PROBLEM TO SOLVE: Write out exactly the lines running from the one that contains "pub fn worker_count(intensity: Intensity, parallelism: usize)" through the end of the material.

● ● ● ● ● ● ●

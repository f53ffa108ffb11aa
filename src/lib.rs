pub mod app;
pub mod channel;
pub mod command;
pub mod config;
pub mod event;
pub mod format;
pub mod load;
pub mod logging;
pub mod notify;
pub mod render;
pub mod system;
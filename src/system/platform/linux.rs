use super::PlatformExtensions;

pub struct Platform;

// cgroup v1 reports "unlimited" as a page-aligned value near i64::MAX.
const V1_UNLIMITED_FLOOR: u64 = 1 << 60;

impl PlatformExtensions for Platform {
    fn memory_limit() -> Option<u64> {
        // cgroup v2: "max" or a byte count
        if let Ok(contents) = std::fs::read_to_string("/sys/fs/cgroup/memory.max") {
            return parse_limit(&contents);
        }
        // cgroup v1
        let contents =
            std::fs::read_to_string("/sys/fs/cgroup/memory/memory.limit_in_bytes").ok()?;
        parse_limit(&contents)
    }

    fn process_count() -> Option<usize> {
        // Every process has a numeric directory under /proc
        let entries = std::fs::read_dir("/proc").ok()?;
        let count = entries
            .flatten()
            .filter(|entry| {
                entry
                    .file_name()
                    .to_str()
                    .is_some_and(|name| !name.is_empty() && name.bytes().all(|b| b.is_ascii_digit()))
            })
            .count();
        (count > 0).then_some(count)
    }
}

fn parse_limit(raw: &str) -> Option<u64> {
    let value = raw.trim();
    if value == "max" {
        return None;
    }
    let bytes: u64 = value.parse().ok()?;
    if bytes == 0 || bytes >= V1_UNLIMITED_FLOOR {
        None
    } else {
        Some(bytes)
    }
}
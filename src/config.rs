use std::path::{Path, PathBuf};

use color_eyre::eyre::{Report, Result, WrapErr};
use serde::Deserialize;

#[derive(Debug, Default, Deserialize)]
#[serde(default)]
pub struct Config {
    pub general: GeneralConfig,
    pub load: LoadConfig,
    pub logging: LoggingConfig,
}

#[derive(Debug, Deserialize)]
#[serde(default)]
pub struct GeneralConfig {
    pub sample_interval_ms: u64,
    pub notify_interval_ms: u64,
    pub history_length: usize,
    pub cpu_metric: String,
    pub output: String,
}

impl Default for GeneralConfig {
    fn default() -> Self {
        GeneralConfig {
            sample_interval_ms: 1000,
            notify_interval_ms: 5000,
            history_length: 60,
            cpu_metric: "synthetic".to_string(),
            output: "text".to_string(),
        }
    }
}

#[derive(Debug, Deserialize)]
#[serde(default)]
pub struct LoadConfig {
    pub cpu_intensity: i64,
    pub ram_intensity: i64,
    pub max_cpu_intensity: i64,
    pub max_ram_intensity: i64,
    pub duty_period_ms: u64,
    pub block_size_mb: u64,
    pub allocation_pause_ms: u64,
    pub budget_fraction: f64,
    pub threads: usize,
}

impl Default for LoadConfig {
    fn default() -> Self {
        LoadConfig {
            cpu_intensity: 50,
            ram_intensity: 50,
            max_cpu_intensity: 100,
            max_ram_intensity: 100,
            duty_period_ms: 10,
            block_size_mb: 16,
            allocation_pause_ms: 10,
            budget_fraction: 0.8,
            threads: 0,
        }
    }
}

#[derive(Debug, Deserialize)]
#[serde(default)]
pub struct LoggingConfig {
    pub level: String,
    pub format: String,
}

impl Default for LoggingConfig {
    fn default() -> Self {
        LoggingConfig {
            level: "info".to_string(),
            format: "text".to_string(),
        }
    }
}

pub fn config_path() -> Option<PathBuf> {
    dirs::config_dir().map(|p| p.join("envload").join("config.toml"))
}

/// Loads `path`, or the default location when `None`. A missing default file
/// is not an error. Any other failure falls back to defaults and is returned
/// alongside, so it can be logged once logging is up.
pub fn load_config(path: Option<&Path>) -> (Config, Option<Report>) {
    let path = match path {
        Some(path) => path.to_path_buf(),
        None => match config_path() {
            Some(path) if path.exists() => path,
            _ => return (Config::default(), None),
        },
    };
    match read_config(&path) {
        Ok(config) => (config, None),
        Err(err) => (Config::default(), Some(err)),
    }
}

pub fn read_config(path: &Path) -> Result<Config> {
    let contents = std::fs::read_to_string(path)
        .wrap_err_with(|| format!("failed to read config {}", path.display()))?;
    toml::from_str(&contents).wrap_err_with(|| format!("invalid config {}", path.display()))
}

#[cfg(test)]
mod tests {
    use super::*;

    #[test]
    fn default_config_values() {
        let config = Config::default();
        assert_eq!(config.general.sample_interval_ms, 1000);
        assert_eq!(config.general.notify_interval_ms, 5000);
        assert_eq!(config.general.history_length, 60);
        assert_eq!(config.general.cpu_metric, "synthetic");
        assert_eq!(config.load.duty_period_ms, 10);
        assert!((config.load.budget_fraction - 0.8).abs() < f64::EPSILON);
        assert_eq!(config.logging.level, "info");
    }

    #[test]
    fn parse_partial_toml() {
        let toml_str = r#"
[load]
cpu_intensity = 75
"#;
        let config: Config = toml::from_str(toml_str).unwrap();
        assert_eq!(config.load.cpu_intensity, 75);
        // Other fields should be defaults
        assert_eq!(config.load.ram_intensity, 50);
        assert_eq!(config.general.sample_interval_ms, 1000);
    }

    #[test]
    fn parse_full_toml() {
        let toml_str = r#"
[general]
sample_interval_ms = 500
notify_interval_ms = 2000
history_length = 30
cpu_metric = "measured"
output = "json"

[load]
cpu_intensity = 90
ram_intensity = 20
max_cpu_intensity = 90
max_ram_intensity = 80
duty_period_ms = 20
block_size_mb = 4
allocation_pause_ms = 0
budget_fraction = 0.5
threads = 2

[logging]
level = "debug"
format = "json"
"#;
        let config: Config = toml::from_str(toml_str).unwrap();
        assert_eq!(config.general.sample_interval_ms, 500);
        assert_eq!(config.general.cpu_metric, "measured");
        assert_eq!(config.general.output, "json");
        assert_eq!(config.load.max_ram_intensity, 80);
        assert_eq!(config.load.block_size_mb, 4);
        assert!((config.load.budget_fraction - 0.5).abs() < f64::EPSILON);
        assert_eq!(config.load.threads, 2);
        assert_eq!(config.logging.format, "json");
    }

    #[test]
    fn missing_file_returns_default() {
        let (config, err) = load_config(Some(Path::new("/nonexistent/path/config.toml")));
        assert_eq!(config.general.sample_interval_ms, 1000);
        assert!(err.is_some());
    }

    #[test]
    fn valid_file_is_read() {
        let temp = std::env::temp_dir().join("envload_test_valid.toml");
        std::fs::write(&temp, "[general]\noutput = \"json\"\n").unwrap();
        let (config, err) = load_config(Some(&temp));
        assert!(err.is_none());
        assert_eq!(config.general.output, "json");
        let _ = std::fs::remove_file(&temp);
    }

    #[test]
    fn invalid_toml_returns_default() {
        let temp = std::env::temp_dir().join("envload_test_invalid.toml");
        std::fs::write(&temp, "this is not valid toml {{{{").unwrap();
        let (config, err) = load_config(Some(&temp));
        assert_eq!(config.load.cpu_intensity, 50);
        assert!(err.is_some());
        let _ = std::fs::remove_file(&temp);
    }
}
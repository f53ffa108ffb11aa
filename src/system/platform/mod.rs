pub trait PlatformExtensions {
    /// Memory ceiling imposed on this process (cgroup, job object), if any.
    fn memory_limit() -> Option<u64>;
    /// Number of processes on the host, when the platform can count them
    /// cheaply without a full process scan.
    fn process_count() -> Option<usize>;
}

#[cfg(target_os = "linux")]
mod linux;
#[cfg(target_os = "macos")]
mod macos;
#[cfg(target_os = "windows")]
mod windows;
#[cfg(not(any(target_os = "linux", target_os = "macos", target_os = "windows")))]
mod fallback;

#[cfg(target_os = "linux")]
use linux as platform_impl;
#[cfg(target_os = "macos")]
use macos as platform_impl;
#[cfg(target_os = "windows")]
use windows as platform_impl;
#[cfg(not(any(target_os = "linux", target_os = "macos", target_os = "windows")))]
use fallback as platform_impl;

pub fn memory_limit() -> Option<u64> {
    platform_impl::Platform::memory_limit()
}

pub fn process_count() -> Option<usize> {
    platform_impl::Platform::process_count()
}
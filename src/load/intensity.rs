use std::fmt;

use serde::{Deserialize, Serialize};

/// Load level in percent. Construction clamps to `0..=100`, so an
/// out-of-range request never surfaces as an error.
#[derive(Clone, Copy, Debug, Default, PartialEq, Eq, PartialOrd, Ord, Hash, Serialize, Deserialize)]
#[serde(from = "i64", into = "u8")]
pub struct Intensity(u8);

impl Intensity {
    pub const ZERO: Intensity = Intensity(0);
    pub const MAX: Intensity = Intensity(100);

    pub fn new(value: i64) -> Self {
        Intensity(value.clamp(0, 100) as u8)
    }

    pub fn value(self) -> u8 {
        self.0
    }

    pub fn is_zero(self) -> bool {
        self.0 == 0
    }

    /// Lowers the intensity to `cap` if it exceeds it.
    pub fn capped(self, cap: Intensity) -> Self {
        self.min(cap)
    }
}

impl From<i64> for Intensity {
    fn from(value: i64) -> Self {
        Intensity::new(value)
    }
}

impl From<Intensity> for u8 {
    fn from(value: Intensity) -> Self {
        value.0
    }
}

impl fmt::Display for Intensity {
    fn fmt(&self, f: &mut fmt::Formatter<'_>) -> fmt::Result {
        write!(f, "{}%", self.0)
    }
}

#[derive(Clone, Copy, Debug, Default, PartialEq, Eq, Serialize, Deserialize)]
pub struct IntensitySettings {
    pub cpu: Intensity,
    pub ram: Intensity,
}

impl IntensitySettings {
    pub fn new(cpu: i64, ram: i64) -> Self {
        Self {
            cpu: Intensity::new(cpu),
            ram: Intensity::new(ram),
        }
    }
}

/// Number of busy workers for a CPU intensity:
/// `round(intensity / 100 * parallelism)`, never more than `parallelism`.
pub fn worker_count(intensity: Intensity, parallelism: usize) -> usize {
    // Integer math so exact halves round up instead of drifting below .5.
    let scaled = usize::from(intensity.value())
        .saturating_mul(parallelism)
        .saturating_add(50);
    (scaled / 100).min(parallelism)
}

● ● ● ● ● ● ●

RESPONSE AREA:
pub fn worker_count(intensity: Intensity, parallelism: usize) -> usize {
    // Integer math so exact halves round up instead of drifting below .5.
    let scaled = usize::from(intensity.value())
        .saturating_mul(parallelism)
        .saturating_add(50);
    (scaled / 100).min(parallelism)
}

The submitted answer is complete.